最先想到的是什么?…是,是敌人?两个字,卡在舌尖,夜福无论如何都说不出口,大厅之内气氛一瞬变得凝滞,一片沉寂之中下一刻却是毫不自知的阿零一个翻身挥了挥胳膊嘟囔了一声,打断了夜福心头凝重的情绪。
习以为常的,昼焰行伸手拉着阿零的胳膊塞回了怀里,再抬眼间,那金瞳之中光亮愈盛,唇角的那抹笑容带着夜福从未见过的情绪,薄唇轻启,淡淡犹如弦动般的声线一瞬在大厅稀薄的空气中回荡开来,完全超出了夜福的判断。
——神族,便是,永生啊。
——
午夜的时钟走过十二点,老旧的门锁才发出了轻微的响动,蜷缩在客厅一角的椅子上的邢悠听见声响一下冲到门边把门打开,门外百里容笙拿着钥匙微顿了一下,进屋反手关上了门。
“主子回来了?外面是不是很冷,想不想吃东西我去下个面?”邢悠看着百里容笙不太好的脸色,抿了抿唇开口。
“我哥呢?”
“已经睡了…”邢悠转身去墙角拿出一个电热器插上,打开了厨房的灯,“主子吃碗面吧,吃了再睡…”
“不用了,我一会儿要出去,只是回来拿东西。”百里容笙进屋走到客厅的书架前抽出一本卷宗翻了一下,邢悠站在厨房门口愣了愣,脱口而出:“为什么这么晚了还要出去?”
邢悠话一出口便是察觉自己逾越了,在这个家她还没有能过问所有事情的权力,特别是在主子面前她只是个侍从,听令行事少言多做才是她的本分。百里容笙个性不差却也不是好相处的人,邢悠有些局促的望向对面那双淡漠的黑瞳,下一刻百里容笙却是一垂眼,淡淡回了她的话:“今天调班,一会儿出去打工。”
“…额,哦…原来是调班么,不是请假啊…”邢悠接了一句,百里容笙点了点头算是回答,手里细翻着的那本书看着古旧,封面上绘着一个阵图,是本符咒书。
原本六点开始的修行今天改到了八点,明明和主子的安排冲突了主子却还是答应了过去,结果就是因为要配合昼零的时间,现在半夜了还要在这么冷的天出门么?主子身体一向不好,在冰湖冻了那么久回来还要去值夜,他又何苦要做到这样?

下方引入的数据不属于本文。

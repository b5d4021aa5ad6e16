//! Recursive discovery of document files under the content root.
//!
//! Used once at startup and whenever a whole directory appears in a single
//! watch event (a directory moved into the tree).

use std::path::{Path, PathBuf};

use ignore::WalkBuilder;

use super::filter::PathFilter;

/// Walks a directory tree for document files.
pub struct ContentWalker {
    filter: PathFilter,
}

impl ContentWalker {
    pub fn new(filter: PathFilter) -> Self {
        Self { filter }
    }

    /// Walk `dir` and return document paths relative to `root`.
    ///
    /// `dir` must be `root` or a directory beneath it.
    pub fn walk(&self, root: &Path, dir: &Path) -> Vec<PathBuf> {
        let excluded = self.filter.excluded_dirs().to_vec();

        let mut builder = WalkBuilder::new(dir);
        builder
            .hidden(true) // Skip dot-files and dot-directories
            .git_ignore(false) // The watcher does not honour .gitignore either
            .git_global(false)
            .git_exclude(false)
            .ignore(false)
            .parents(false)
            .follow_links(false)
            .filter_entry(move |entry| {
                let is_dir = entry.file_type().is_some_and(|ft| ft.is_dir());
                !(is_dir
                    && entry
                        .file_name()
                        .to_str()
                        .is_some_and(|name| excluded.iter().any(|dir| dir == name)))
            });

        let mut found: Vec<PathBuf> = builder
            .build()
            .filter_map(Result::ok) // Skip entries we can't access
            .filter(|entry| entry.file_type().is_some_and(|ft| ft.is_file()))
            .filter_map(|entry| {
                let relative = entry.path().strip_prefix(root).ok()?.to_path_buf();
                self.filter.classify(&relative).map(|_| relative)
            })
            .collect();

        found.sort();
        found
    }
}
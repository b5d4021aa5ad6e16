//! Serve command - run the preview server.

use std::path::PathBuf;

use console::style;

use crate::config::Settings;
use crate::server::{self, ServeOptions};

/// Run the preview server for `root` until Ctrl+C.
pub async fn run(settings: Settings, root: PathBuf) -> anyhow::Result<()> {
    anyhow::ensure!(root.is_dir(), "no such directory: {}", root.display());

    let watch = settings.watch.enabled;
    eprintln!(
        "{} {} on {}",
        style("adoc-live").cyan().bold(),
        style(env!("CARGO_PKG_VERSION")).dim(),
        style(format!(
            "http://{}:{}",
            settings.server.bind, settings.server.port
        ))
        .green()
    );
    eprintln!(
        "{}: {}{}",
        style("Serving").dim(),
        root.display(),
        if watch { "" } else { " (watch disabled)" }
    );

    server::serve(settings, ServeOptions { root, watch }).await
}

邢悠站在厨房门边陷入了沉默,对面那个她关心着的男孩儿便近在咫尺,只是她和他之间的距离却永远遥远,从来没有靠近的余地。她已经习惯了跟在他身边生活,照顾他的起居,照顾他的哥哥,让他可以没有后顾之忧。她坐着一个好属下该做的一切,不过也许正是因为这样,所以她才会永远都只是一个好属下,远远的站在只能仰望的角落,他从来都没有把她当作一个可以考虑看看的女孩儿来看待过…
“所以,要不我还是出去找份工作吧…”邢悠淡淡开口,声音里透着一丝祈求。
“你去工作了谁来照顾哥哥?哥哥的状况最近好了很多都是你的功劳,你就留在家里吧。”百里容笙翻着书,回答得很直接。
所以她最大的作用就是陪护病人,每天守着主子这个有些精神失常的哥哥,其实,便是她帮上的最大的忙了吧…没有家,没有朋友,没有自己的人生,唯一的亲人对自己恨之入骨,唯一的守护,是名义上的仇人…她来的这些天,从那些疯言疯语之中听到了很多关于他的信息,他是一个寂寞的人,所以才会有着那样的眼神;同时他也是一个不需要救赎的人,又或者那个能救赎的人,还没能真正走到他心里…
现在,真不是一个胡思乱想莫名伤感的好时机啊…想着,邢悠苦涩的牵了牵嘴角,转身进了厨房:“我下碗面吧,吃了再走很快的。”
“…不用…”
“不饿吃一点暖和一下都好,十分钟就可以吃了…还是主子连给邢悠的十分钟都没有?”轻柔的女声,听不出一丝情绪的起伏,淡淡的语气,却是说了不容反对的话。俯下身从架子上拿出锅的时候,眼角那酸涩的感觉竟然有些像是要落泪了一般,只是她如今的身体,已是没有眼泪可以流出来。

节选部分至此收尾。